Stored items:
□ □ □ □ □

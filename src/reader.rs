//! Seek + read over an already-built index.
//!
//! Grounded in zlib's `zran.c` example, `zran_seek`/`zran_read`: seek is
//! cheap (no decoding), read resumes decoding from the nearest access point
//! and discards forward to the target.

use std::io::{Read, Seek, SeekFrom};

use crate::adapter::{Adapter, Status};
use crate::error::{Error, Result};
use crate::point::AccessPoint;
use crate::store::{Domain, Index};

/// Seek origin, mirroring `fseek`'s `whence` parameter. Only `Set` (absolute,
/// from the start of the uncompressed stream) is supported; `Current` and
/// `End` are accepted as named variants but always fail with `InvalidArg`,
/// matching `zran.c`'s `if (whence != SEEK_SET) return -1;`.
#[derive(Debug, Clone, Copy, PartialEq, Eq)]
pub enum Whence {
    Set,
    Current,
    End,
}

impl Index {
    /// Seeks to the access point covering uncompressed `offset`, repositions
    /// `source` to the point's compressed byte (minus the bit-straddle byte
    /// when `bits > 0`), and publishes `offset` as the new logical cursor.
    ///
    /// Cheap: performs no decoding.
    pub fn seek<R: Read + Seek>(
        &mut self,
        source: &mut R,
        offset: i64,
        whence: Whence,
    ) -> Result<Option<&AccessPoint>> {
        if whence != Whence::Set {
            return Err(Error::InvalidArg("whence must be Whence::Set"));
        }
        if offset < 0 {
            return Err(Error::InvalidArg("offset must be non-negative"));
        }
        if !self.built {
            return Err(Error::NotBuilt);
        }

        let offset = offset as u64;
        let point = self.locate(offset, Domain::Uncompressed)?;

        let seek_to = if point.bits > 0 {
            point.cmp_offset - 1
        } else {
            point.cmp_offset
        };
        log::debug!(
            "seek(offset={}) -> compressed offset {}",
            offset,
            seek_to
        );
        source.seek(SeekFrom::Start(seek_to))?;

        self.uncmp_seek_offset = offset;
        // Re-borrow after the mutation above so the returned reference has
        // the right lifetime; `locate` is re-run but is O(log n) and free of
        // side effects, so this costs nothing but a second binary search.
        Ok(Some(self.locate(offset, Domain::Uncompressed)?))
    }

    /// Reads up to `buf.len()` uncompressed bytes starting at the current
    /// logical cursor (`uncmp_seek_offset`), advancing the cursor by the
    /// number of bytes actually delivered.
    pub fn read<R: Read + Seek>(&mut self, source: &mut R, buf: &mut [u8]) -> Result<usize> {
        if !self.built {
            return Err(Error::NotBuilt);
        }
        if buf.is_empty() {
            return Ok(0);
        }

        let cmp_pos = source.stream_position()?;
        let target = self.uncmp_seek_offset;

        let point = self.locate(cmp_pos, Domain::Compressed)?.clone();

        let mut adapter = Adapter::new_raw()?;

        if point.bits > 0 {
            let mut byte = [0u8; 1];
            source.read_exact(&mut byte)?;
            adapter.prime(point.bits, byte[0] >> (8 - point.bits))?;
        }

        adapter.set_dictionary(&point.window)?;

        let window_size = self.window_size as usize;
        let readbuf_size = self.readbuf_size as usize;
        let mut input = vec![0u8; readbuf_size];
        let mut discard = vec![0u8; window_size];

        // `skip` doubles as "still have skip-or-delivery work to do", the
        // same way zran.c reuses one flag for both senses.
        let mut remaining_skip = target - point.uncmp_offset;
        let mut skip = true;

        'outer: loop {
            if remaining_skip == 0 && skip {
                adapter.set_output(buf);
                skip = false;
            } else if remaining_skip > window_size as u64 {
                adapter.set_output(&mut discard);
                remaining_skip -= window_size as u64;
            } else if remaining_skip != 0 {
                let n = remaining_skip as usize;
                adapter.set_output(&mut discard[..n]);
                remaining_skip = 0;
            }

            let mut stream_ended = false;
            loop {
                if adapter.avail_in() == 0 {
                    let n = source.read(&mut input)?;
                    if n == 0 {
                        return Err(Error::DataError("input exhausted before end of stream"));
                    }
                    adapter.set_input(&input[..n]);
                }

                match adapter.inflate_no_flush()? {
                    Status::EndOfStream => {
                        stream_ended = true;
                        break;
                    }
                    _ => {
                        if adapter.avail_out() == 0 {
                            break;
                        }
                    }
                }
            }

            if stream_ended || !skip {
                break 'outer;
            }
        }

        let bytes_read = if skip {
            0
        } else {
            buf.len() - adapter.avail_out() as usize
        };

        self.seek(source, (target + bytes_read as u64) as i64, Whence::Set)?;

        Ok(bytes_read)
    }
}

#[cfg(test)]
mod test {
    use std::io::{Cursor, Write};

    use super::*;

    fn gzip(data: &[u8]) -> Vec<u8> {
        let mut encoder =
            flate2::write::GzEncoder::new(Vec::new(), flate2::Compression::default());
        encoder.write_all(data).unwrap();
        encoder.finish().unwrap()
    }

    #[test]
    fn seek_rejects_non_set_whence() {
        let data: Vec<u8> = (0..300_000u32).map(|i| (i % 251) as u8).collect();
        let compressed = gzip(&data);
        let mut index = Index::init(0, 0, 0).unwrap();
        let mut src = Cursor::new(compressed);
        index.build(&mut src).unwrap();

        let err = index.seek(&mut src, 0, Whence::Current).unwrap_err();
        assert!(matches!(err, Error::InvalidArg(_)));
        let err = index.seek(&mut src, 0, Whence::End).unwrap_err();
        assert!(matches!(err, Error::InvalidArg(_)));
    }

    #[test]
    fn seek_rejects_negative_offset() {
        let data: Vec<u8> = (0..300_000u32).map(|i| (i % 251) as u8).collect();
        let compressed = gzip(&data);
        let mut index = Index::init(0, 0, 0).unwrap();
        let mut src = Cursor::new(compressed);
        index.build(&mut src).unwrap();

        let err = index.seek(&mut src, -1, Whence::Set).unwrap_err();
        assert!(matches!(err, Error::InvalidArg(_)));
    }

    #[test]
    fn read_before_build_fails_not_built() {
        let mut index = Index::init(0, 0, 0).unwrap();
        let mut src = Cursor::new(Vec::<u8>::new());
        let mut buf = [0u8; 16];
        let err = index.read(&mut src, &mut buf).unwrap_err();
        assert!(matches!(err, Error::NotBuilt));
    }

    #[test]
    fn read_zero_length_is_noop() {
        let data: Vec<u8> = (0..300_000u32).map(|i| (i % 251) as u8).collect();
        let compressed = gzip(&data);
        let mut index = Index::init(0, 0, 0).unwrap();
        let mut src = Cursor::new(compressed);
        index.build(&mut src).unwrap();
        index.seek(&mut src, 0, Whence::Set).unwrap();

        let before = index.uncmp_seek_offset();
        let n = index.read(&mut src, &mut []).unwrap();
        assert_eq!(n, 0);
        assert_eq!(index.uncmp_seek_offset(), before);
    }

    #[test]
    fn seek_and_read_recovers_original_bytes() {
        let data: Vec<u8> = (0..10_000_000u32).map(|i| (i % 251) as u8).collect();
        let compressed = gzip(&data);
        let mut index = Index::init(1_048_576, 0, 0).unwrap();
        let mut src = Cursor::new(compressed);
        index.build(&mut src).unwrap();

        for &offset in &[0u64, 1, 524_288, 1_048_575, 1_048_576, 5_242_880, 9_999_500] {
            index.seek(&mut src, offset as i64, Whence::Set).unwrap();
            let mut buf = vec![0u8; 1024];
            let n = index.read(&mut src, &mut buf).unwrap();
            let expected_len = std::cmp::min(1024, (data.len() as u64 - offset) as usize);
            assert_eq!(n, expected_len, "offset={offset}");
            assert_eq!(&buf[..n], &data[offset as usize..offset as usize + n]);
        }
    }

    #[test]
    fn read_advances_cursor_for_next_read() {
        let data: Vec<u8> = (0..2_000_000u32).map(|i| (i % 251) as u8).collect();
        let compressed = gzip(&data);
        let mut index = Index::init(500_000, 0, 0).unwrap();
        let mut src = Cursor::new(compressed);
        index.build(&mut src).unwrap();

        index.seek(&mut src, 100, Whence::Set).unwrap();
        let mut buf = vec![0u8; 500];
        let n = index.read(&mut src, &mut buf).unwrap();
        assert_eq!(index.uncmp_seek_offset(), 100 + n as u64);

        let mut buf2 = vec![0u8; 500];
        let n2 = index.read(&mut src, &mut buf2).unwrap();
        assert_eq!(&buf2[..n2], &data[100 + n..100 + n + n2]);
    }
}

□ □ □ □ □

Among the entries above, how many lines hold the string "else"? Give the number by itself.

4